2014-10-16 Thread Mateusz Kowalczyk
On 10/15/2014 08:27 PM, John Wiegley wrote:
 This message is a follow-on to a discuss Peter and I were having on GitHub,
 since I believe it is of more general interest:
 
 Peter Simons writes:
 
 Generally speaking, the two goals

   1. have recent versions of all major Haskell packages and
   2. all Haskell packages should compile

 are contradictory. The 2.6.x version of network has been out there since Tue
 Sep 2 18:14:36 UTC 2014, i.e. for more than 1,5 months. Since 2.5.x and
 2.6.x have incompatible APIs, many package authors don't bother supporting
 the old version: they update their packages to compile against 2.6.x and
 never look back. Now, in that situation, we must switch to 2.6.x eventually,
 because network 2.5.x cannot compile many available updates. At the same
 time, the switch to 2.6.x breaks the packages of all those people who didn't
 update their libraries.

 So what are we supposed to do? Forgo the available updates to keep a stable
 system or update at the cost of breaking packages that are sort-of
 unmaintained?

 I try to keep as many packages building as possible, and getting those ~200
 updates into master was a major effort for me, i.e. I worked on those
 commits several hours per day for the better part of a week. Even with all
 that effort spent, however, I cannot remedy the fundamental conflict of
 interest between a system that's up-to-date and a system that's stable. At
 some point, I just push whatever I have come up with and I rely on other
 people, like yourself, to help finding the best balance between those two
 contradictory goals.
 
 Hi Peter,
 
 First, let me state how much I appreciate the contribution you're making to
 nixpkgs.  Its support of Haskell is superb, and that is in large part due to
 your time and effort.  My hope is to support you as best I can, and not to
 criticize your efforts in any way.
 
 You are exactly right that we have a tension between those two goals.  I can
 think of two things that might be done to remedy this, and perhaps make
 updates to master more smooth:
 
   1. We keep a dedicated branch, haskell-updates, to which only your Hackage
  updates get pushed, or fixes to those updates.  I will personally pull
  and rebuild this branch every day on my machine, just as I presently
  rebuild master nearly every day -- compiling more than 2,000 packages
  that I keep locally updated through --leq.
 
  I (and hopefully others) will help to discover which packages can be
  fixed by inserting references to older packages, which requires patches,
  and which must truly be marked as broken until the maintainer of that
  package can be contacted.
 
  Further, I'll help you to maintain a list of outstanding broken
  packages, and see what can be done to make sure this list decreases over
  time.

This already exists, in part: the haskell-updates job at [1]. I say in
part because it:

1. Only builds for x86_64 (so the recent vector failure was not caught)
2. It doesn't make clear what packages were marked as broken.
3. Once it builds, it goes into master (usually) without any further
review: partially a good thing because we get updates fast.
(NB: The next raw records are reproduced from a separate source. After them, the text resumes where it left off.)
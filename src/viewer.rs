use std::{sync::Arc, time::Duration};

use actix::Addr;
use actix_web::{get, rt, web, Error, HttpRequest, HttpResponse};
use actix_ws::{Message, MessageStream, Session};
use futures_util::StreamExt;
use parking_lot::{Mutex, RwLock};
use serde::Deserialize;
use tokio::{sync::mpsc, time::Instant};
use tracing::{debug, info, warn};
use uuid::Uuid;

use crate::{
    hub::{
        messages::{Outbound, Register, SessionSlot, Unregister},
        BroadcastHub,
    },
    protocol::{ClientMessage, ErrorCode, HubEvent},
    AppState,
};

#[derive(Debug, Deserialize)]
pub struct ViewerQuery {
    #[serde(rename = "sessionId")]
    session_id: Option<String>,
}

/// GET /ws
/// Attaches a live feed viewer. `?sessionId=` associates it with a game up front.
#[get("/ws")]
pub async fn viewer_ws_route(
    req: HttpRequest,
    body: web::Payload,
    query: web::Query<ViewerQuery>,
    state: web::Data<AppState>,
) -> Result<HttpResponse, Error> {
    let (response, session, stream) = actix_ws::handle(&req, body)?;

    let viewer_id = Uuid::new_v4();
    let initial_session = query
        .session_id
        .as_deref()
        .and_then(|raw| Uuid::parse_str(raw).ok());
    let slot: SessionSlot = Arc::new(RwLock::new(initial_session));
    let (tx, rx) = mpsc::channel(state.settings.hub.queue_capacity.max(1));
    let last_seen = Arc::new(Mutex::new(Instant::now()));

    state.hub_addr.do_send(Register {
        viewer_id,
        outbound: tx,
        session: slot.clone(),
    });
    info!(
        "Viewer {} connected (session: {:?})",
        viewer_id, initial_session
    );

    rt::spawn(write_loop(
        session.clone(),
        rx,
        HeartbeatConfig {
            interval: Duration::from_secs(state.settings.hub.heartbeat_interval_seconds.max(1)),
            timeout: Duration::from_secs(state.settings.hub.client_timeout_seconds),
        },
        last_seen.clone(),
        viewer_id,
        state.hub_addr.clone(),
    ));
    rt::spawn(read_loop(
        session,
        stream,
        slot,
        last_seen,
        viewer_id,
        state.hub_addr.clone(),
    ));

    Ok(response)
}

struct HeartbeatConfig {
    interval: Duration,
    timeout: Duration,
}

/// Drains the outbound queue to the socket in order and pings on every tick.
async fn write_loop(
    mut session: Session,
    mut outbound: mpsc::Receiver<Outbound>,
    heartbeat: HeartbeatConfig,
    last_seen: Arc<Mutex<Instant>>,
    viewer_id: Uuid,
    hub: Addr<BroadcastHub>,
) {
    let mut ticker = tokio::time::interval(heartbeat.interval);

    loop {
        tokio::select! {
            frame = outbound.recv() => match frame {
                Some(frame) => {
                    if let Err(e) = session.text(frame.to_string()).await {
                        debug!("Viewer {} socket closed while writing: {:?}", viewer_id, e);
                        break;
                    }
                }
                None => {
                    debug!("Viewer {} queue released by hub", viewer_id);
                    break;
                }
            },
            _ = ticker.tick() => {
                if last_seen.lock().elapsed() > heartbeat.timeout {
                    warn!("Viewer {} heartbeat timeout. Closing connection.", viewer_id);
                    break;
                }
                if session.ping(b"heartbeat").await.is_err() {
                    break;
                }
            }
        }
    }

    hub.do_send(Unregister { viewer_id });
    let _ = session.close(None).await;
}

/// Parses control messages until the socket fails or closes.
async fn read_loop(
    mut session: Session,
    mut stream: MessageStream,
    slot: SessionSlot,
    last_seen: Arc<Mutex<Instant>>,
    viewer_id: Uuid,
    hub: Addr<BroadcastHub>,
) {
    while let Some(message) = stream.next().await {
        match message {
            Ok(Message::Text(text)) => {
                *last_seen.lock() = Instant::now();
                if let Some(reply) = handle_control(&text, &slot, viewer_id) {
                    if session.text(reply).await.is_err() {
                        break;
                    }
                }
            }
            Ok(Message::Ping(bytes)) => {
                *last_seen.lock() = Instant::now();
                if session.pong(&bytes).await.is_err() {
                    break;
                }
            }
            Ok(Message::Pong(_)) => {
                *last_seen.lock() = Instant::now();
            }
            Ok(Message::Close(reason)) => {
                info!("Viewer {} closed connection: {:?}", viewer_id, reason);
                break;
            }
            Ok(Message::Binary(_)) => {
                warn!("Viewer {} sent a binary frame, ignoring", viewer_id);
            }
            Ok(_) => {}
            Err(e) => {
                warn!("Viewer {} read failed: {}", viewer_id, e);
                break;
            }
        }
    }

    hub.do_send(Unregister { viewer_id });
}

/// Applies a control message to the viewer's session slot. Returns an error frame
/// for anything that does not parse.
fn handle_control(text: &str, slot: &SessionSlot, viewer_id: Uuid) -> Option<String> {
    match serde_json::from_str::<ClientMessage>(text) {
        Ok(ClientMessage::Register { session_id }) => {
            *slot.write() = Some(session_id);
            debug!("Viewer {} associated with session {}", viewer_id, session_id);
            None
        }
        Err(e) => {
            warn!("Viewer {} sent an invalid message: {}", viewer_id, e);
            let reply = HubEvent::Error {
                code: ErrorCode::InvalidMessageFormat,
                message: e.to_string(),
            };
            serde_json::to_string(&reply).ok()
        }
    }
}

#[cfg(test)]
mod tests {
    use super::*;

    #[test]
    fn register_message_sets_session_slot() {
        let slot: SessionSlot = Arc::new(RwLock::new(None));
        let id = Uuid::new_v4();
        let text = format!(r#"{{"type":"register","payload":{{"sessionId":"{}"}}}}"#, id);
        assert!(handle_control(&text, &slot, Uuid::new_v4()).is_none());
        assert_eq!(*slot.read(), Some(id));
    }

    #[test]
    fn garbage_gets_error_reply_and_keeps_slot() {
        let previous = Uuid::new_v4();
        let slot: SessionSlot = Arc::new(RwLock::new(Some(previous)));
        let reply = handle_control("not json", &slot, Uuid::new_v4()).unwrap();
        assert!(reply.contains("invalid_message_format"));
        assert_eq!(*slot.read(), Some(previous));
    }
}
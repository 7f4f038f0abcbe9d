use std::sync::Arc;

use actix::Message;
use parking_lot::RwLock;
use tokio::sync::mpsc;
use uuid::Uuid;

use crate::{models::FlightPosition, protocol::HubEvent};

/// Serialized frame waiting in a viewer's outbound queue.
pub type Outbound = Arc<str>;

/// Session id a viewer is associated with. Written by the viewer's read loop,
/// read by the hub when routing targeted events.
pub type SessionSlot = Arc<RwLock<Option<Uuid>>>;

#[derive(Message)]
#[rtype(result = "()")]
pub struct Register {
    pub viewer_id: Uuid,
    /// The hub keeps the only sender. Dropping it closes the viewer's write loop.
    pub outbound: mpsc::Sender<Outbound>,
    pub session: SessionSlot,
}

#[derive(Message)]
#[rtype(result = "()")]
pub struct Unregister {
    pub viewer_id: Uuid,
}

#[derive(Message)]
#[rtype(result = "()")]
pub struct Broadcast {
    pub flights: Vec<FlightPosition>,
}

#[derive(Message, Clone)]
#[rtype(result = "()")]
pub struct SendToSession {
    pub session_id: Uuid,
    pub event: HubEvent,
}

#[derive(Message)]
#[rtype(result = "usize")]
pub struct ViewerCount;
So I think a better plan would be instead to have a separate branch (not
haskell-updates) which contains only Haskell updates that result in some
packages getting broken. Everything else just goes into master (through
haskell-updates or whatever) as it is doing today.

Say, keep the changes in this pending-broken branch for two days behind
master: any interested party has a chance to jump in and say ‘oh, I know
how to make this update not break anything’ or ‘I'll take care of
specifying proper versions for these packages’. Obviously what would go
onto this branch is at updaters discretion: no point delaying update of
really popular package because one really unpopular package breaks.

This approach of only putting up breaking updates for public review is,
I feel, a better solution than requiring every Haskell update to wait in
a branch for a day or two for no particular reason.

   2. The second option is to create a new haskellPackages set, called
  'stackage'.  The Stackage maintainers already do a lot of the work
  implied by #1, ensuring that every package within the Stackage set can
  build together.  Further, they only upgrade a package once they've either
  created a patch, or worked with upstream to update the package.
 
  Of course, the downside to this is:
 
- less frequent updates of packages
- a smaller available package set
- life-draining maintenance of a mostly parallel package set
 
  The upside being that all patching/curating work is done for us, likely
  for as long as FP Complete keeps funding people to maintain Stackage.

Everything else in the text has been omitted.